__Given entries__.
//! Error type for `daynote-store-sqlite`.

use thiserror::Error;

#[derive(Debug, Error)]
pub enum Error {
  #[error("database error: {0}")]
  Database(#[from] tokio_rusqlite::Error),

  #[error("uuid parse error: {0}")]
  Uuid(#[from] uuid::Error),

  #[error("date/time parse error: {0}")]
  DateParse(String),
}

pub type Result<T, E = Error> = std::result::Result<T, E>;
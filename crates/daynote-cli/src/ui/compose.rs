//! Compose box — where today's entry is written.

use ratatui::{
  Frame,
  layout::Rect,
  style::{Modifier, Style},
  widgets::{Block, Borders, Paragraph, Wrap},
};

use super::Palette;
use crate::app::{App, Focus};

/// Render the compose box into `area`.
pub fn draw(f: &mut Frame, area: Rect, app: &App, palette: &Palette) {
  let focused = app.focus == Focus::Compose;

  let title = if app.is_saving() { " Saving… " } else { " Today's Journal " };
  let border = if focused { palette.accent } else { palette.dim };

  let block = Block::default()
    .title(title)
    .title_style(Style::default().add_modifier(Modifier::BOLD))
    .borders(Borders::ALL)
    .border_style(Style::default().fg(border));

  let paragraph = if app.draft.is_empty() && !focused {
    Paragraph::new("Write about your day…").style(Style::default().fg(palette.dim))
  } else {
    let mut text = app.draft.clone();
    if focused && !app.is_saving() {
      text.push('▏');
    }
    Paragraph::new(text).style(Style::default().fg(palette.fg))
  };

  f.render_widget(paragraph.block(block).wrap(Wrap { trim: false }), area);
}
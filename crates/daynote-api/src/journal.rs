//! Handlers for `/journal`.
//!
//! | Method | Path | Notes |
//! |--------|------|-------|
//! | `GET`  | `/journal` | All entries, newest first |
//! | `POST` | `/journal` | Body: `{"entry":"..."}`; returns 201 + stored entry |

use axum::{
  Json,
  extract::{State, rejection::JsonRejection},
  http::StatusCode,
  response::IntoResponse,
};
use daynote_core::{Analyzer, Journal, JournalEntry, JournalStore};
use serde::Deserialize;

use crate::error::{ApiError, ENTRY_REQUIRED, FETCH_FAILED, SAVE_FAILED};

// ─── List ─────────────────────────────────────────────────────────────────────

/// `GET /journal`
pub async fn list<S, A>(
  State(journal): State<Journal<S, A>>,
) -> Result<Json<Vec<JournalEntry>>, ApiError>
where
  S: JournalStore,
  A: Analyzer,
{
  let entries = journal
    .timeline()
    .await
    .map_err(|e| ApiError::from_journal(e, FETCH_FAILED))?;
  Ok(Json(entries))
}

// ─── Create ───────────────────────────────────────────────────────────────────

#[derive(Debug, Deserialize)]
pub struct CreateBody {
  pub entry: Option<String>,
}

/// `POST /journal` — body: `{"entry":"..."}`
///
/// A body that is not a JSON object with a string `entry` counts as a
/// missing entry.
pub async fn create<S, A>(
  State(journal): State<Journal<S, A>>,
  body: Result<Json<CreateBody>, JsonRejection>,
) -> Result<impl IntoResponse, ApiError>
where
  S: JournalStore,
  A: Analyzer,
{
  let Json(body) = body.map_err(|_| ApiError::BadRequest(ENTRY_REQUIRED.into()))?;

  let entry = journal
    .create(body.entry)
    .await
    .map_err(|e| ApiError::from_journal(e, SAVE_FAILED))?;
  Ok((StatusCode::CREATED, Json(entry)))
}
//! Error type for `daynote-analysis`.
//!
//! These never cross the [`Analyzer`](daynote_core::Analyzer) boundary; they
//! exist so the failure can be logged before the fallback is returned.

use thiserror::Error;

#[derive(Debug, Error)]
pub enum Error {
  #[error("http error: {0}")]
  Http(#[from] reqwest::Error),

  #[error("upstream returned {status}: {body}")]
  Status {
    status: reqwest::StatusCode,
    body:   String,
  },

  #[error("upstream response has no candidate text")]
  MissingText,

  #[error("analysis fragment is not valid json: {0}")]
  Decode(#[from] serde_json::Error),

  #[error("invalid configuration: {0}")]
  Config(String),
}

pub type Result<T, E = Error> = std::result::Result<T, E>;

__Work task__. Make an exact copy of every entry.

__Exercise answer__.
//! Error type for `daynote-store-sqlite`.

use thiserror::Error;

#[derive(Debug, Error)]
pub enum Error {
  #[error("database error: {0}")]
  Database(#[from] tokio_rusqlite::Error),

  #[error("uuid parse error: {0}")]
  Uuid(#[from] uuid::Error),

  #[error("date/time parse error: {0}")]
  DateParse(String),
}

pub type Result<T, E = Error> = std::result::Result<T, E>;
filename crates/daynote-cli/src/ui/compose.rs
//! Compose box — where today's entry is written.

use ratatui::{
  Frame,
  layout::Rect,
  style::{Modifier, Style},
  widgets::{Block, Borders, Paragraph, Wrap},
};

use super::Palette;
use crate::app::{App, Focus};

/// Render the compose box into `area`.
pub fn draw(f: &mut Frame, area: Rect, app: &App, palette: &Palette) {
  let focused = app.focus == Focus::Compose;

  let title = if app.is_saving() { " Saving… " } else { " Today's Journal " };
  let border = if focused { palette.accent } else { palette.dim };

  let block = Block::default()
    .title(title)
    .title_style(Style::default().add_modifier(Modifier::BOLD))
    .borders(Borders::ALL)
    .border_style(Style::default().fg(border));

  let paragraph = if app.draft.is_empty() && !focused {
    Paragraph::new("Write about your day…").style(Style::default().fg(palette.dim))
  } else {
    let mut text = app.draft.clone();
    if focused && !app.is_saving() {
      text.push('▏');
    }
    Paragraph::new(text).style(Style::default().fg(palette.fg))
  };

  f.render_widget(paragraph.block(block).wrap(Wrap { trim: false }), area);
}
filename crates/daynote-api/src/journal.rs
//! Handlers for `/journal`.
//!
//! | Method | Path | Notes |
//! |--------|------|-------|
//! | `GET`  | `/journal` | All entries, newest first |
//! | `POST` | `/journal` | Body: `{"entry":"..."}`; returns 201 + stored entry |

use axum::{
  Json,
  extract::{State, rejection::JsonRejection},
  http::StatusCode,
  response::IntoResponse,
};
use daynote_core::{Analyzer, Journal, JournalEntry, JournalStore};
use serde::Deserialize;

use crate::error::{ApiError, ENTRY_REQUIRED, FETCH_FAILED, SAVE_FAILED};

// ─── List ─────────────────────────────────────────────────────────────────────

/// `GET /journal`
pub async fn list<S, A>(
  State(journal): State<Journal<S, A>>,
) -> Result<Json<Vec<JournalEntry>>, ApiError>
where
  S: JournalStore,
  A: Analyzer,
{
  let entries = journal
    .timeline()
    .await
    .map_err(|e| ApiError::from_journal(e, FETCH_FAILED))?;
  Ok(Json(entries))
}

// ─── Create ───────────────────────────────────────────────────────────────────

#[derive(Debug, Deserialize)]
pub struct CreateBody {
  pub entry: Option<String>,
}

/// `POST /journal` — body: `{"entry":"..."}`
///
/// A body that is not a JSON object with a string `entry` counts as a
/// missing entry.
pub async fn create<S, A>(
  State(journal): State<Journal<S, A>>,
  body: Result<Json<CreateBody>, JsonRejection>,
) -> Result<impl IntoResponse, ApiError>
where
  S: JournalStore,
  A: Analyzer,
{
  let Json(body) = body.map_err(|_| ApiError::BadRequest(ENTRY_REQUIRED.into()))?;

  let entry = journal
    .create(body.entry)
    .await
    .map_err(|e| ApiError::from_journal(e, SAVE_FAILED))?;
  Ok((StatusCode::CREATED, Json(entry)))
}
//! Error type for `daynote-analysis`.
//!
//! These never cross the [`Analyzer`](daynote_core::Analyzer) boundary; they
//! exist so the failure can be logged before the fallback is returned.

use thiserror::Error;

#[derive(Debug, Error)]
pub enum Error {
  #[error("http error: {0}")]
  Http(#[from] reqwest::Error),

  #[error("upstream returned {status}: {body}")]
  Status {
    status: reqwest::StatusCode,
    body:   String,
  },

  #[error("upstream response has no candidate text")]
  MissingText,

  #[error("analysis fragment is not valid json: {0}")]
  Decode(#[from] serde_json::Error),

  #[error("invalid configuration: {0}")]
  Config(String),
}

pub type Result<T, E = Error> = std::result::Result<T, E>;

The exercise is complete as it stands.